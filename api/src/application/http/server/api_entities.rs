pub mod api_error;
pub mod response;
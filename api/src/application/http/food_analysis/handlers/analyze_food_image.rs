use axum::extract::{Multipart, State};
use calorie_tracker_core::domain::{
    food_analysis::{entities::AnalysisOutcome, ports::FoodAnalysisService},
    image::entities::ImageSource,
};
use serde::{Deserialize, Serialize};
use utoipa::ToSchema;

use crate::application::http::{
    image_field::read_image_field,
    server::{
        api_entities::{api_error::ApiError, response::Response},
        app_state::AppState,
    },
};

#[derive(Debug, PartialEq, Serialize, Deserialize, ToSchema)]
pub struct AnalyzeFoodResponse {
    pub data: AnalysisOutcome,
}

/// Multipart body accepted by [`analyze_food_image`].
#[derive(Debug, ToSchema)]
pub struct AnalyzeFoodImageForm {
    #[schema(value_type = String, format = Binary)]
    pub image: Vec<u8>,
}

#[utoipa::path(
    post,
    path = "/image",
    tag = "food-analysis",
    summary = "Analyze food from image",
    description = "Sends one image with the nutritionist prompt to the model. \
        Failures are reported in the body as a `failed` outcome.",
    request_body(content = AnalyzeFoodImageForm, content_type = "multipart/form-data"),
    responses(
        (status = 200, body = AnalyzeFoodResponse),
        (status = 400, description = "Malformed multipart body"),
        (status = 413, description = "Image too large")
    ),
)]
pub async fn analyze_food_image(
    State(state): State<AppState>,
    mut multipart: Multipart,
) -> Result<Response<AnalyzeFoodResponse>, ApiError> {
    let image = read_image_field(
        &mut multipart,
        ImageSource::Upload,
        state.args.image.max_image_bytes,
    )
    .await?;

    let outcome = state.service.analyze_image(image).await;

    Ok(Response::OK(AnalyzeFoodResponse { data: outcome }))
}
==================================================
**Task:** The answer should be all lines from the entries above that hold the word "data".

**Response to the exercise:**
    pub data: AnalysisOutcome,
    request_body(content = AnalyzeFoodImageForm, content_type = "multipart/form-data"),
    Ok(Response::OK(AnalyzeFoodResponse { data: outcome }))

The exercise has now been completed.